The first specific aim will compare parameters of thymopoiesis and T cell turnover in the three populations.  The studies to accomplish this are the following:

i.                      Measurement of T cell receptor rearrangement excision circles (TRECs) on blood samples.  The subjects will be seen at 0, 6, 12, and 18 months. 

ii.                      Flow cytometry assessment of naive T cells on blood samples on the same time frame as in “i”.

iii.                     Volumetric imaging of the thymus by chest CT.  This will be done once in all subjects.  Some HIV-seropositive subjects may receive a second CT at 18 months if the immune parameters change dramatically. 
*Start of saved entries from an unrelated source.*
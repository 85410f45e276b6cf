//! Push payload to notification mapping.

use serde::{Deserialize, Serialize};

const DEFAULT_TITLE: &str = "Shelf";
const DEFAULT_BODY: &str = "You have an update waiting.";
const DEFAULT_ICON: &str = "/icons/icon-192.png";
const DEFAULT_BADGE: &str = "/icons/badge-72.png";
const DEFAULT_URL: &str = "/";
const VIBRATION: [u32; 3] = [100, 50, 100];

/// Inbound push message payload. Every field is optional; defaults fill in
/// the rest.
#[derive(Debug, Clone, Default, Deserialize)]
pub struct PushPayload {
  pub title: Option<String>,
  pub body: Option<String>,
  pub url: Option<String>,
}

/// A user-facing notification derived from a push payload.
#[derive(Debug, Clone, PartialEq, Serialize)]
pub struct Notification {
  pub title: String,
  pub body: String,
  pub icon: String,
  pub badge: String,
  pub vibrate: Vec<u32>,
  /// Page a click should land on
  pub url: String,
}

/// Parse a raw push body. Malformed or empty payloads fall back to defaults
/// rather than dropping the notification.
pub fn parse_payload(raw: &[u8]) -> PushPayload {
  serde_json::from_slice(raw).unwrap_or_default()
}

pub fn notification_for(payload: &PushPayload) -> Notification {
  Notification {
    title: payload.title.clone().unwrap_or_else(|| DEFAULT_TITLE.to_string()),
    body: payload.body.clone().unwrap_or_else(|| DEFAULT_BODY.to_string()),
    icon: DEFAULT_ICON.to_string(),
    badge: DEFAULT_BADGE.to_string(),
    vibrate: VIBRATION.to_vec(),
    url: payload.url.clone().unwrap_or_else(|| DEFAULT_URL.to_string()),
  }
}

/// Where a notification click should land.
#[derive(Debug, PartialEq)]
pub enum ClickAction {
  /// Focus the already-open page at this index.
  Focus(usize),
  /// Open a new page at the notification's target.
  Open(String),
}

/// Focus an existing page matching the notification's target URL, or open a
/// new one.
pub fn click_target(notification: &Notification, open_pages: &[String]) -> ClickAction {
  match open_pages.iter().position(|u| u == &notification.url) {
    Some(index) => ClickAction::Focus(index),
    None => ClickAction::Open(notification.url.clone()),
  }
}
//! Detached background tasks.

use color_eyre::Result;
use std::future::Future;
use tracing::warn;

/// Spawn a fire-and-forget task.
///
/// Failures are routed to the log and never rejoin the caller's response
/// path; a refresh that never resolves simply never updates the cache.
pub fn spawn_detached<F>(label: &'static str, task: F)
where
  F: Future<Output = Result<()>> + Send + 'static,
{
  tokio::spawn(async move {
    if let Err(err) = task.await {
      warn!("{label} failed: {err:#}");
    }
  });
}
iv.                     In vivo metabolic labeling using nonisotopic labeled glucose infusions and blood sampling.  This involves an overnight admission to the General Clinical Research Center (GCRC) and 2 additional clinic visits.  The subjects will be given infusions of 5-10% labeled glucose over 24 hours with a dose of 2 grams/kg.  The certificate of analysis was presented.  This will be done in 15 SN-A, 10 PI-A and 10 AB-A. 

 

The second specific aim will assess viral factors.  Virus will be isolated from the PI-A and AB-A subjects and drug resistance and nef gene mutations will be sought by sequencing.  This study involves blood draws.  This will be done in 10 PI-A and 5-10 AB-A. 

 

The third specific aim will assess cellular immune responses of the research subjects.  In particular the cytotoxic lymphocyte responses to Candida, Epstein Barr Virus and influenza will be assessed.  Lymphoproliferative, ELISPOT (done in 20 PI-A and 20 AB-A who have < 400 copies/ml for 1 year with 5-10 SN-A controls) and V-beta repertoire analysis will be done.  This will involve blood draws.  The blood draws are 50-60 cc for these tests.

           

Study portion under consideration regarding Subpart D

The Subpart D review panel was asked to review the use of deuterium labeled glucose in adolescents.  This reviewer does not feel that this procedure has risk above minimal risk.  This infusion has no radioactivity.  The infusion carries an amount of glucose that is safely tolerated.  The overnight stay in the GCRC will be an appropriate environment with skilled medical staff to insure safety.  In my opinion this research is categorized as 46.404 - “Research not involving gretaer than minimal risk”.  As an aside, the seronegative adolescents have volunteered for this study to help advance understanding of HIV.  They should be allowed to participate.      

 

I would like to comment on the CT scans in the seropositive and seronegative research subjects.  I feel that the CT scans in the seropositive subjects are above minimal risk because of the radiation exposure.  They carry no prospect of direct benefit to individual subjects but are likely to yield generalizable knowledge about the subjects’ disorder or condition.  These examinations fall under 46.406. 

 

The CT scans in the seronegative subjects are above minimal risk but cannot yield knowledge about the subjects condition, because the seronegative subjects don’t have a condition.  I feel that the studies present an opportunity to understand a serious problem affected the health or welfare of children (HIV infection) and thus fall under 46. 407.  The information to be gained in this study will enhance our understanding of HIV pathogenesis, and, possibly in the future, improve the treatment of HIV infection. 

           

I approve this protocol with the stipulation that the informed consent document be changed to indicate that a CT scan is associated with more radiation exposure than a chest X-ray.